Look through the listing and locate every line containing the word "PageSize"; copy those lines.

*** The data ***

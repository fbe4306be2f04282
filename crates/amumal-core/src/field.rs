use std::sync::{Arc, Mutex, MutexGuard, PoisonError, Weak};

use async_trait::async_trait;
use tokio::sync::watch;

use crate::error::{CheckError, FieldError};
use crate::validation::FieldValidator;

/// Answer from the remote service about a well-formed candidate.
#[derive(Debug, Clone, PartialEq, Eq)]
pub enum CheckOutcome {
    Available,
    Taken,
    /// The server considers the candidate malformed; overrides the local rule.
    Rejected(FieldError),
}

/// Asks an external service whether a candidate value is already claimed.
#[async_trait]
pub trait AvailabilityChecker: Send + Sync {
    async fn check(&self, candidate: &str) -> Result<CheckOutcome, CheckError>;
}

/// Receives a call after every mutation of an observed field.
pub trait FieldObserver: Send + Sync {
    fn field_changed(&self);
}

/// What a field currently reports to the view and to gates.
#[derive(Debug, Clone, PartialEq, Eq)]
pub enum FieldStatus {
    /// Never committed.
    Untouched,
    Invalid(FieldError),
    /// Availability check in flight.
    Pending,
    /// Value changed since the last commit or check.
    Stale,
    Taken,
    /// Check could not be completed; distinct from `Taken`.
    CheckFailed,
    Valid,
}

/// Tri-state reduction of [`FieldStatus`].
#[derive(Debug, Clone, Copy, PartialEq, Eq)]
pub enum Verdict {
    Valid,
    Invalid,
    Pending,
}

impl FieldStatus {
    /// Only a definitive pass counts.
    pub fn is_pass(&self) -> bool {
        matches!(self, FieldStatus::Valid)
    }

    pub fn verdict(&self) -> Verdict {
        match self {
            FieldStatus::Valid => Verdict::Valid,
            FieldStatus::Untouched | FieldStatus::Pending | FieldStatus::Stale => Verdict::Pending,
            FieldStatus::Invalid(_) | FieldStatus::Taken | FieldStatus::CheckFailed => {
                Verdict::Invalid
            }
        }
    }

    /// Helper text for the view, if any.
    pub fn message(&self) -> Option<String> {
        match self {
            FieldStatus::Invalid(reason) => Some(reason.to_string()),
            FieldStatus::Taken => Some("This value is already in use.".to_string()),
            FieldStatus::CheckFailed => {
                Some("Something went wrong while checking availability.".to_string())
            }
            _ => None,
        }
    }
}

enum Rule {
    Format(Box<dyn FieldValidator>),
    /// Must equal the sibling's current raw value.
    Confirms(Arc<ValidationField>),
}

#[derive(Debug, Clone, PartialEq, Eq)]
enum SyncState {
    Unchecked,
    /// Edited after a commit; the last verdict no longer describes the value.
    Edited,
    Valid,
    Invalid(FieldError),
}

#[derive(Debug, Clone, Copy, PartialEq, Eq)]
enum Availability {
    Unchecked,
    Pending,
    Available,
    Taken,
    CheckFailed,
    Stale,
}

struct FieldState {
    raw: String,
    sync: SyncState,
    availability: Availability,
    last_checked: Option<String>,
    known_good: Option<String>,
    /// Bumped on every commit and override; a check result applies only
    /// while its token is still current.
    generation: u64,
}

/// One input: a format rule, an optional availability checker, and the
/// current verdict.
pub struct ValidationField {
    name: String,
    rule: Rule,
    checker: Option<Arc<dyn AvailabilityChecker>>,
    state: Mutex<FieldState>,
    status_tx: watch::Sender<FieldStatus>,
    observers: Mutex<Vec<Weak<dyn FieldObserver>>>,
}
use crate::error::FieldError;

/// Synchronous format rule for one kind of input.
pub trait FieldValidator: Send + Sync {
    /// Check an already-normalized value.
    fn validate(&self, value: &str) -> Result<(), FieldError>;

    /// Canonical form of the raw input that is validated, checked and submitted.
    fn normalize<'a>(&self, raw: &'a str) -> &'a str {
        raw
    }
}

/// `local@domain.tld` shape with no embedded whitespace.
#[derive(Debug, Clone, Copy, Default)]
pub struct EmailFormat;

/// 8 to 20 characters with lowercase, uppercase, digit and special.
#[derive(Debug, Clone, Copy, Default)]
pub struct PasswordStrength;

/// Non-empty, at most 10 characters, no whitespace.
#[derive(Debug, Clone, Copy, Default)]
pub struct NicknameFormat;

/// Any non-empty value.
#[derive(Debug, Clone, Copy, Default)]
pub struct Required;

pub const PASSWORD_MIN_CHARS: usize = 8;
pub const PASSWORD_MAX_CHARS: usize = 20;
pub const NICKNAME_MAX_CHARS: usize = 10;

impl FieldValidator for EmailFormat {
    fn validate(&self, value: &str) -> Result<(), FieldError> {
        if value.chars().any(char::is_whitespace) {
            return Err(FieldError::InvalidEmail);
        }
        let Some((local, domain)) = value.split_once('@') else {
            return Err(FieldError::InvalidEmail);
        };
        if local.is_empty() || domain.contains('@') {
            return Err(FieldError::InvalidEmail);
        }
        // Needs a dot with at least one character on each side.
        let inner: Vec<char> = domain.chars().collect();
        if inner.len() < 3 || !inner[1..inner.len() - 1].contains(&'.') {
            return Err(FieldError::InvalidEmail);
        }
        Ok(())
    }

    fn normalize<'a>(&self, raw: &'a str) -> &'a str {
        raw.trim()
    }
}

impl FieldValidator for PasswordStrength {
    fn validate(&self, value: &str) -> Result<(), FieldError> {
        if value.is_empty() {
            return Err(FieldError::EmptyPassword);
        }
        let len = value.chars().count();
        if !(PASSWORD_MIN_CHARS..=PASSWORD_MAX_CHARS).contains(&len) {
            return Err(FieldError::WeakPassword);
        }
        if value.contains(['\n', '\r']) {
            return Err(FieldError::WeakPassword);
        }

        let has_lower = value.chars().any(|c| c.is_ascii_lowercase());
        let has_upper = value.chars().any(|c| c.is_ascii_uppercase());
        let has_digit = value.chars().any(|c| c.is_ascii_digit());
        let has_special = value
            .chars()
            .any(|c| !c.is_alphanumeric() && !c.is_whitespace());

        if has_lower && has_upper && has_digit && has_special {
            Ok(())
        } else {
            Err(FieldError::WeakPassword)
        }
    }
}

impl FieldValidator for NicknameFormat {
    fn validate(&self, value: &str) -> Result<(), FieldError> {
        if value.is_empty() {
            return Err(FieldError::EmptyNickname);
        }
        if value.chars().count() > NICKNAME_MAX_CHARS {
            return Err(FieldError::InvalidNickname);
        }
        if value.chars().any(char::is_whitespace) {
            return Err(FieldError::InvalidNickname);
        }
        Ok(())
    }

    fn normalize<'a>(&self, raw: &'a str) -> &'a str {
        raw.trim()
    }
}

impl FieldValidator for Required {
    fn validate(&self, value: &str) -> Result<(), FieldError> {
        if value.is_empty() {
            Err(FieldError::Required)
        } else {
            Ok(())
        }
    }
}
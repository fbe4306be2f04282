use serde::{Deserialize, Serialize};

/// Maximum characters of a title shown on a list card.
pub const TITLE_MAX_CHARS: usize = 26;

/// A counter as sent by the server: either a number or text it already
/// formatted (e.g. "1k").
#[derive(Debug, Clone, PartialEq, Eq, Serialize, Deserialize)]
#[serde(untagged)]
pub enum Count {
    Number(u64),
    Text(String),
}

impl Default for Count {
    fn default() -> Self {
        Count::Number(0)
    }
}

impl std::fmt::Display for Count {
    fn fmt(&self, f: &mut std::fmt::Formatter<'_>) -> std::fmt::Result {
        match self {
            Count::Number(n) => f.write_str(&format_count(*n)),
            Count::Text(s) => match s.trim().parse::<u64>() {
                Ok(n) => f.write_str(&format_count(n)),
                Err(_) => f.write_str(s),
            },
        }
    }
}

/// One entry of the post listing.
#[derive(Debug, Clone, PartialEq, Serialize, Deserialize)]
pub struct PostSummary {
    pub post_id: u64,
    #[serde(default)]
    pub title: String,
    #[serde(default)]
    pub author_nickname: String,
    #[serde(default)]
    pub created_at: String,
    #[serde(default)]
    pub views: Count,
    #[serde(default)]
    pub likes: Count,
    #[serde(default)]
    pub comments_count: Count,
    #[serde(default)]
    pub summary: Option<String>,
}

impl PostSummary {
    pub fn display_title(&self) -> &str {
        truncate_title(&self.title)
    }

    /// "likes · comments · views" line of a card.
    pub fn meta_line(&self) -> String {
        format!(
            "Likes {} · Comments {} · Views {}",
            self.likes, self.comments_count, self.views
        )
    }
}

/// Compact counter: 100k and 10k are caps, thousands are rounded.
pub fn format_count(value: u64) -> String {
    if value >= 100_000 {
        "100k".to_string()
    } else if value >= 10_000 {
        "10k".to_string()
    } else if value >= 1_000 {
        format!("{}k", (value + 500) / 1_000)
    } else {
        value.to_string()
    }
}

pub fn truncate_title(title: &str) -> &str {
    match title.char_indices().nth(TITLE_MAX_CHARS) {
        Some((idx, _)) => &title[..idx],
        None => title,
    }
}
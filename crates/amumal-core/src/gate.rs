use std::sync::{Arc, Weak};

use tokio::sync::watch;

use crate::field::{FieldObserver, FieldStatus, ValidationField};

/// Derives a single "can submit" signal from a set of required fields.
///
/// The gate is registered as an observer on every field, so the signal is
/// recomputed synchronously inside each field mutation. Only a definitive
/// pass counts: a field that is pending, stale, untouched or failed keeps
/// the gate closed.
pub struct FormGate {
    inner: Arc<GateInner>,
}

struct GateInner {
    fields: Vec<Arc<ValidationField>>,
    tx: watch::Sender<bool>,
}

impl GateInner {
    fn compute(&self) -> bool {
        self.fields.iter().all(|f| f.status().is_pass())
    }
}

impl FieldObserver for GateInner {
    fn field_changed(&self) {
        let open = self.compute();
        self.tx.send_if_modified(|current| {
            if *current == open {
                false
            } else {
                tracing::debug!(open, "submit gate changed");
                *current = open;
                true
            }
        });
    }
}

impl FormGate {
    pub fn new(fields: impl IntoIterator<Item = Arc<ValidationField>>) -> Self {
        let fields: Vec<_> = fields.into_iter().collect();
        let (tx, _) = watch::channel(false);
        let inner = Arc::new(GateInner { fields, tx });

        let observer: Arc<dyn FieldObserver> = inner.clone();
        let weak: Weak<dyn FieldObserver> = Arc::downgrade(&observer);
        for field in &inner.fields {
            field.observe(weak.clone());
        }
        inner.field_changed();

        Self { inner }
    }

    /// Fold over the fields right now.
    pub fn can_submit(&self) -> bool {
        self.inner.compute()
    }

    /// Receiver that sees every change of the derived signal.
    pub fn subscribe(&self) -> watch::Receiver<bool> {
        self.inner.tx.subscribe()
    }

    pub fn fields(&self) -> &[Arc<ValidationField>] {
        &self.inner.fields
    }

    /// Fields that currently keep the gate closed, with their status.
    pub fn blocking(&self) -> Vec<(&str, FieldStatus)> {
        self.inner
            .fields
            .iter()
            .map(|f| (f.name(), f.status()))
            .filter(|(_, status)| !status.is_pass())
            .collect()
    }
}

impl std::fmt::Debug for FormGate {
    fn fmt(&self, f: &mut std::fmt::Formatter<'_>) -> std::fmt::Result {
        f.debug_struct("FormGate")
            .field("fields", &self.inner.fields)
            .field("can_submit", &self.can_submit())
            .finish()
    }
}

#[cfg(test)]
mod tests {
    use super::*;
    use crate::error::CheckError;
    use crate::field::{AvailabilityChecker, CheckOutcome};
    use crate::validation::{EmailFormat, PasswordStrength};
    use async_trait::async_trait;
    use tokio::sync::Notify;

    struct ParkedChecker(Arc<Notify>);

    #[async_trait]
    impl AvailabilityChecker for ParkedChecker {
        async fn check(&self, _candidate: &str) -> Result<CheckOutcome, CheckError> {
            self.0.notified().await;
            Ok(CheckOutcome::Available)
        }
    }

    #[tokio::test]
    async fn test_gate_opens_when_all_pass() {
        let email = Arc::new(ValidationField::new("email", EmailFormat));
        let password = Arc::new(ValidationField::new("password", PasswordStrength));
        let gate = FormGate::new([email.clone(), password.clone()]);
        let rx = gate.subscribe();

        assert!(!gate.can_submit());

        email.set_value("a@b.co");
        email.commit().await;
        assert!(!gate.can_submit());

        password.set_value("Abc123!@");
        password.commit().await;
        assert!(gate.can_submit());
        assert!(*rx.borrow());

        password.set_value("weak");
        assert!(!gate.can_submit());
        password.commit().await;
        assert!(!gate.can_submit());
        assert!(!*rx.borrow());
        assert_eq!(gate.blocking().len(), 1);
    }

    #[tokio::test]
    async fn test_gate_closed_while_check_pending() {
        let release = Arc::new(Notify::new());
        let email = Arc::new(ValidationField::with_checker(
            "email",
            EmailFormat,
            Arc::new(ParkedChecker(release.clone())),
        ));
        let password = Arc::new(ValidationField::new("password", PasswordStrength));
        let gate = FormGate::new([email.clone(), password.clone()]);
        let rx = gate.subscribe();

        password.set_value("Abc123!@");
        password.commit().await;
        email.set_value("a@b.co");

        let task = {
            let email = email.clone();
            tokio::spawn(async move { email.commit().await })
        };
        while email.status() != FieldStatus::Pending {
            tokio::task::yield_now().await;
        }
        assert!(!gate.can_submit());
        assert!(!*rx.borrow());

        release.notify_one();
        task.await.unwrap();
        assert!(gate.can_submit());
        assert!(*rx.borrow());
    }

    #[tokio::test]
    async fn test_gate_follows_confirmation_sibling() {
        let password = Arc::new(ValidationField::new("password", PasswordStrength));
        let confirm = ValidationField::confirming("confirm", &password);
        let gate = FormGate::new([password.clone(), confirm.clone()]);

        password.set_value("Abc123!@");
        password.commit().await;
        confirm.set_value("Abc123!@");
        confirm.commit().await;
        assert!(gate.can_submit());

        password.set_value("Abc123!#");
        assert!(!*gate.subscribe().borrow());
    }
}
use std::path::{Path, PathBuf};
use std::sync::{Mutex, PoisonError};

use amumal_core::SessionRecord;
use thiserror::Error;

use crate::pages::Route;

#[derive(Error, Debug)]
pub enum SessionError {
    #[error("Session file error: {0}")]
    Io(#[from] std::io::Error),

    #[error("Session encoding error: {0}")]
    Encode(#[from] serde_json::Error),
}

/// Where the logged-in user is remembered between page mounts.
pub trait SessionStore: Send + Sync {
    fn load(&self) -> Result<Option<SessionRecord>, SessionError>;

    fn save(&self, record: &SessionRecord) -> Result<(), SessionError>;

    fn clear(&self) -> Result<(), SessionError>;
}

/// Session persisted as a JSON file.
#[derive(Debug, Clone)]
pub struct FileSessionStore {
    path: PathBuf,
}

impl FileSessionStore {
    pub fn new(path: impl Into<PathBuf>) -> Self {
        Self { path: path.into() }
    }

    pub fn path(&self) -> &Path {
        &self.path
    }
}

impl SessionStore for FileSessionStore {
    fn load(&self) -> Result<Option<SessionRecord>, SessionError> {
        let raw = match std::fs::read_to_string(&self.path) {
            Ok(raw) => raw,
            Err(e) if e.kind() == std::io::ErrorKind::NotFound => return Ok(None),
            Err(e) => return Err(e.into()),
        };
        match serde_json::from_str(&raw) {
            Ok(record) => Ok(Some(record)),
            Err(e) => {
                // An unreadable session is the same as no session.
                tracing::warn!(path = %self.path.display(), error = %e, "ignoring corrupt session");
                Ok(None)
            }
        }
    }

    fn save(&self, record: &SessionRecord) -> Result<(), SessionError> {
        let raw = serde_json::to_string(record)?;
        std::fs::write(&self.path, raw)?;
        Ok(())
    }

    fn clear(&self) -> Result<(), SessionError> {
        match std::fs::remove_file(&self.path) {
            Ok(()) => Ok(()),
            Err(e) if e.kind() == std::io::ErrorKind::NotFound => Ok(()),
            Err(e) => Err(e.into()),
        }
    }
}

/// Session held in memory for the life of the process.
#[derive(Debug, Default)]
pub struct MemorySessionStore {
    record: Mutex<Option<SessionRecord>>,
}

impl MemorySessionStore {
    pub fn new() -> Self {
        Self::default()
    }

    pub fn with_record(record: SessionRecord) -> Self {
        Self {
            record: Mutex::new(Some(record)),
        }
    }
}

impl SessionStore for MemorySessionStore {
    fn load(&self) -> Result<Option<SessionRecord>, SessionError> {
        Ok(self
            .record
            .lock()
            .unwrap_or_else(PoisonError::into_inner)
            .clone())
    }

    fn save(&self, record: &SessionRecord) -> Result<(), SessionError> {
        *self.record.lock().unwrap_or_else(PoisonError::into_inner) = Some(record.clone());
        Ok(())
    }

    fn clear(&self) -> Result<(), SessionError> {
        *self.record.lock().unwrap_or_else(PoisonError::into_inner) = None;
        Ok(())
    }
}

/// Guard for pages that need a logged-in user: the record, or a redirect
/// to the login page.
pub fn require_session(store: &dyn SessionStore) -> Result<SessionRecord, Route> {
    match store.load() {
        Ok(Some(record)) => Ok(record),
        Ok(None) => Err(Route::Login),
        Err(e) => {
            tracing::warn!(error = %e, "session could not be loaded");
            Err(Route::Login)
        }
    }
}
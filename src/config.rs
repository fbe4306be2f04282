use std::path::PathBuf;

use amumal_core::SCROLL_THRESHOLD;

const DEFAULT_PAGE_SIZE: u32 = 10;
/// Upper bound on posts per request.
pub const MAX_PAGE_SIZE: u32 = 100;

/// Client configuration from environment variables.
#[derive(Debug, Clone)]
pub struct Config {
    pub api_base_url: String,
    pub page_size: u32,
    pub session_path: PathBuf,
    pub scroll_threshold: f64,
}

impl Config {
    /// Load configuration from environment variables.
    /// AMUMAL_API_BASE_URL defaults to "http://localhost:8000"
    pub fn from_env() -> Result<Self, ConfigError> {
        let api_base_url = std::env::var("AMUMAL_API_BASE_URL")
            .unwrap_or_else(|_| "http://localhost:8000".to_string());
        if !api_base_url.starts_with("http://") && !api_base_url.starts_with("https://") {
            return Err(ConfigError::BaseUrlScheme(api_base_url));
        }

        let page_size = match std::env::var("AMUMAL_PAGE_SIZE") {
            Ok(v) => parse_page_size(&v)?,
            Err(_) => DEFAULT_PAGE_SIZE,
        };

        let session_path = std::env::var("AMUMAL_SESSION_PATH")
            .unwrap_or_else(|_| "./amumal-session.json".to_string())
            .into();

        let scroll_threshold = match std::env::var("AMUMAL_SCROLL_THRESHOLD") {
            Ok(v) => v
                .parse::<f64>()
                .ok()
                .filter(|t| t.is_finite() && *t >= 0.0)
                .ok_or(ConfigError::ScrollThreshold(v))?,
            Err(_) => SCROLL_THRESHOLD,
        };

        Ok(Config {
            api_base_url,
            page_size,
            session_path,
            scroll_threshold,
        })
    }

    /// Defaults pointed at the given backend.
    pub fn for_base_url(api_base_url: impl Into<String>) -> Self {
        Config {
            api_base_url: api_base_url.into(),
            page_size: DEFAULT_PAGE_SIZE,
            session_path: PathBuf::from("./amumal-session.json"),
            scroll_threshold: SCROLL_THRESHOLD,
        }
    }
}

fn parse_page_size(raw: &str) -> Result<u32, ConfigError> {
    raw.trim()
        .parse::<u32>()
        .ok()
        .filter(|n| (1..=MAX_PAGE_SIZE).contains(n))
        .ok_or_else(|| ConfigError::PageSize(raw.to_string()))
}

#[derive(Debug, PartialEq)]
pub enum ConfigError {
    /// The backend URL is not http(s).
    BaseUrlScheme(String),
    /// Posts per request must be in `1..=MAX_PAGE_SIZE`.
    PageSize(String),
    ScrollThreshold(String),
}

impl std::fmt::Display for ConfigError {
    fn fmt(&self, f: &mut std::fmt::Formatter<'_>) -> std::fmt::Result {
        match self {
            ConfigError::BaseUrlScheme(url) => write!(
                f,
                "AMUMAL_API_BASE_URL must start with http:// or https://, got {:?}",
                url
            ),
            ConfigError::PageSize(raw) => write!(
                f,
                "AMUMAL_PAGE_SIZE must be between 1 and {}, got {:?}",
                MAX_PAGE_SIZE, raw
            ),
            ConfigError::ScrollThreshold(raw) => write!(
                f,
                "AMUMAL_SCROLL_THRESHOLD must be a non-negative number, got {:?}",
                raw
            ),
        }
    }
}

impl std::error::Error for ConfigError {}
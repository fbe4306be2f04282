//! Per-mount page controllers.
//!
//! Each page owns its fields, its gate and any loader, and is dropped when
//! the view leaves the page. The view reads derived state and issues
//! commands; it never mutates page state directly.

pub mod header;
pub mod login;
pub mod password_edit;
pub mod posts;
pub mod profile_edit;
pub mod signup;

pub use header::{Avatar, HeaderAction, HeaderMenu, UnknownAction};
pub use login::LoginPage;
pub use password_edit::PasswordEditPage;
pub use posts::PostsPage;
pub use profile_edit::ProfileEditPage;
pub use signup::SignupPage;

/// Pages the view can be sent to.
#[derive(Debug, Clone, Copy, PartialEq, Eq)]
pub enum Route {
    Login,
    Signup,
    Posts,
    PostDetail(u64),
    PostWrite,
    ProfileEdit,
    PasswordEdit,
}

/// Result of a submit action as the view sees it.
#[derive(Debug, Clone, PartialEq, Eq)]
pub enum SubmitResult {
    /// The gate was closed; nothing was sent.
    Blocked,
    /// The action succeeded; show `notice` if any and go to `next`.
    Done {
        next: Route,
        notice: Option<&'static str>,
    },
    /// The action failed; page state is unchanged apart from field
    /// overrides the server asked for.
    Failed(&'static str),
}
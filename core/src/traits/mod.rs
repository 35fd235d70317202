pub mod provider;
pub mod tool;

pub use provider::{AssistantTurn, CompletionRequest, ConversationTurn, Provider, ToolCallRequest};
pub use tool::{Tool, ToolDescriptor, ToolOutput, ToolRegistryAdapter};
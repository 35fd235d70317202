use crate::error::TranscriptError;
use crate::traits::ConversationTurn;
use std::collections::HashSet;

/// Append-only transcript owned by a single loop run.
///
/// Tracks which tool call ids have been issued and which still await a
/// result, so every appended tool result can be correlated with its call.
#[derive(Debug, Clone, Default)]
pub struct ConversationState {
    turns: Vec<ConversationTurn>,
    issued: HashSet<String>,
    pending: HashSet<String>,
}

impl ConversationState {
    pub fn new() -> Self {
        Self::default()
    }

    pub fn from_history(history: Vec<ConversationTurn>) -> Result<Self, TranscriptError> {
        let mut state = Self::new();
        for turn in history {
            state.append(turn)?;
        }
        Ok(state)
    }

    /// Appends `turn`, rejecting it (and leaving the state untouched) if it
    /// would break tool call correlation.
    pub fn append(&mut self, turn: ConversationTurn) -> Result<(), TranscriptError> {
        match &turn {
            ConversationTurn::Assistant(assistant) => {
                let mut seen = HashSet::new();
                for call in &assistant.tool_calls {
                    if self.issued.contains(&call.id) || !seen.insert(call.id.as_str()) {
                        return Err(TranscriptError::DuplicateToolCallId(call.id.clone()));
                    }
                }
                for call in &assistant.tool_calls {
                    self.issued.insert(call.id.clone());
                    self.pending.insert(call.id.clone());
                }
            }
            ConversationTurn::ToolResult { tool_call_id, .. } => {
                if !self.issued.contains(tool_call_id) {
                    return Err(TranscriptError::OrphanToolResult(tool_call_id.clone()));
                }
                if !self.pending.remove(tool_call_id) {
                    return Err(TranscriptError::DuplicateToolResult(tool_call_id.clone()));
                }
            }
            ConversationTurn::User { .. } => {}
        }

        self.turns.push(turn);
        Ok(())
    }

    pub fn snapshot(&self) -> Vec<ConversationTurn> {
        self.turns.clone()
    }

    pub fn turns(&self) -> &[ConversationTurn] {
        &self.turns
    }

    pub fn len(&self) -> usize {
        self.turns.len()
    }

    pub fn is_empty(&self) -> bool {
        self.turns.is_empty()
    }

    pub fn pending_calls(&self) -> usize {
        self.pending.len()
    }

    pub fn into_turns(self) -> Vec<ConversationTurn> {
        self.turns
    }
}
pub mod agent;
pub mod config;
pub mod error;
pub mod providers;
pub mod tools;
pub mod traits;

pub use agent::{
    AgentLoop, ConversationState, LoopEvent, LoopObserver, LoopRequest, LoopResult, TaskHandle,
    TaskProgress, TaskStatus, ToolRegistry,
};
pub use config::*;
pub use error::{RequestError, TaskError, TranscriptError};
pub use providers::*;
pub use tools::*;
pub use traits::*;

***

The answer:
        .ok_or_else(|| ConfigError::PageSize(raw.to_string()))
    PageSize(String),
            ConfigError::PageSize(raw) => write!(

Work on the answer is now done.